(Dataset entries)
<<<<

//! Results table assembly and `.npy` persistence.
//!
//! One row per successfully processed frame: `[timestamp, v_0 .. v_{k-1}]`,
//! where `k` is the catalog length. The table is persisted as a NumPy `.npy`
//! v1.0 array (`<f8`, C order) so downstream analysis tooling can load it
//! without any schema negotiation. No crate in our stack speaks `.npy`, so the
//! small v1.0 header codec lives here; the format is stable and fits in a
//! screenful.

use std::fs::File;
use std::io::{Read, Write};
use std::path::Path;

use anyhow::{anyhow, Context, Result};
use ndarray::Array2;

/// Fixed output filename, written into the input directory after a batch run.
pub const RESULTS_FILE_NAME: &str = "detection_results.npy";

const NPY_MAGIC: &[u8; 6] = b"\x93NUMPY";

/// Accumulator for `(timestamp, presence vector)` rows.
///
/// Column count is fixed at construction from the catalog length, so a
/// zero-row batch still serializes with a well-defined shape `(0, 1 + k)`.
#[derive(Clone, Debug)]
pub struct ResultsTable {
    num_classes: usize,
    num_rows: usize,
    data: Vec<f64>,
}

impl ResultsTable {
    pub fn new(num_classes: usize) -> Self {
        Self {
            num_classes,
            num_rows: 0,
            data: Vec::new(),
        }
    }

    /// Append one row. The vector length must equal the catalog length the
    /// table was constructed with.
    pub fn push(&mut self, timestamp: f64, vector: &[u8]) {
        assert_eq!(
            vector.len(),
            self.num_classes,
            "presence vector width mismatch"
        );
        self.data.push(timestamp);
        self.data.extend(vector.iter().map(|&bit| f64::from(bit)));
        self.num_rows += 1;
    }

    pub fn num_rows(&self) -> usize {
        self.num_rows
    }

    /// Row width: timestamp column plus one column per catalog class.
    pub fn num_columns(&self) -> usize {
        1 + self.num_classes
    }

    pub fn to_array(&self) -> Array2<f64> {
        Array2::from_shape_vec((self.num_rows, self.num_columns()), self.data.clone())
            .expect("row width is enforced by push")
    }

    pub fn save(&self, path: &Path) -> Result<()> {
        write_npy(path, &self.to_array())
    }
}

/// Write a 2-D f64 array in NumPy `.npy` v1.0 format (little-endian, C order).
pub fn write_npy(path: &Path, array: &Array2<f64>) -> Result<()> {
    let (rows, cols) = array.dim();
    let header_dict = format!(
        "{{'descr': '<f8', 'fortran_order': False, 'shape': ({}, {}), }}",
        rows, cols
    );
    // Pad with spaces so the data section starts on a 64-byte boundary.
    let unpadded = NPY_MAGIC.len() + 2 + 2 + header_dict.len() + 1;
    let padding = (64 - unpadded % 64) % 64;
    let header = format!("{}{}\n", header_dict, " ".repeat(padding));

    let mut file = File::create(path)
        .with_context(|| format!("failed to create table file {}", path.display()))?;
    file.write_all(NPY_MAGIC)?;
    file.write_all(&[0x01, 0x00])?;
    file.write_all(&(header.len() as u16).to_le_bytes())?;
    file.write_all(header.as_bytes())?;
    for value in array.iter() {
        file.write_all(&value.to_le_bytes())?;
    }
    Ok(())
}

/// Read a 2-D f64 `.npy` v1.0 array written by `write_npy` (or NumPy itself).
pub fn read_npy(path: &Path) -> Result<Array2<f64>> {
    let mut raw = Vec::new();
    File::open(path)
        .with_context(|| format!("failed to open table file {}", path.display()))?
        .read_to_end(&mut raw)?;

    if raw.len() < 10 || &raw[..6] != NPY_MAGIC {
        return Err(anyhow!("{} is not an .npy file", path.display()));
    }
    if raw[6] != 0x01 {
        return Err(anyhow!("unsupported .npy version {}.{}", raw[6], raw[7]));
    }
    let header_len = u16::from_le_bytes([raw[8], raw[9]]) as usize;
    let data_start = 10 + header_len;
    if raw.len() < data_start {
        return Err(anyhow!("truncated .npy header in {}", path.display()));
    }
    let header = std::str::from_utf8(&raw[10..data_start])
        .context("malformed .npy header (not ASCII)")?;

    if !header.contains("'<f8'") {
        return Err(anyhow!("expected '<f8' dtype, header was: {}", header.trim()));
    }
    if !header.contains("'fortran_order': False") {
        return Err(anyhow!("Fortran-order arrays are not supported"));
    }
    let (rows, cols) = parse_shape(header)?;

    let expected = rows
        .checked_mul(cols)
        .and_then(|n| n.checked_mul(8))
        .ok_or_else(|| anyhow!("table shape overflows"))?;
    let data = &raw[data_start..];
    if data.len() != expected {
        return Err(anyhow!(
            "table data is {} bytes, shape ({}, {}) requires {}",
            data.len(),
            rows,
            cols,
            expected
        ));
    }

    let values: Vec<f64> = data
        .chunks_exact(8)
        .map(|chunk| {
            let mut bytes = [0u8; 8];
            bytes.copy_from_slice(chunk);
            f64::from_le_bytes(bytes)
        })
        .collect();

    Array2::from_shape_vec((rows, cols), values).context("table shape mismatch")
}

fn parse_shape(header: &str) -> Result<(usize, usize)> {
    let open = header
        .find('(')
        .ok_or_else(|| anyhow!("no shape tuple in .npy header"))?;
    let close = header[open..]
        .find(')')
        .map(|i| open + i)
        .ok_or_else(|| anyhow!("unterminated shape tuple in .npy header"))?;
    let dims: Vec<usize> = header[open + 1..close]
        .split(',')
        .map(str::trim)
        .filter(|part| !part.is_empty())
        .map(|part| {
            part.parse::<usize>()
                .with_context(|| format!("bad shape dimension {:?}", part))
        })
        .collect::<Result<_>>()?;
    match dims.as_slice() {
        [rows, cols] => Ok((*rows, *cols)),
        other => Err(anyhow!("expected a 2-D table, shape had {} dims", other.len())),
    }
}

>>>>

● WHAT THE TASK ASKS: Could you work out how many lines above contain the string "cols"? Answer with the number only.

● TASK OUTPUT: 7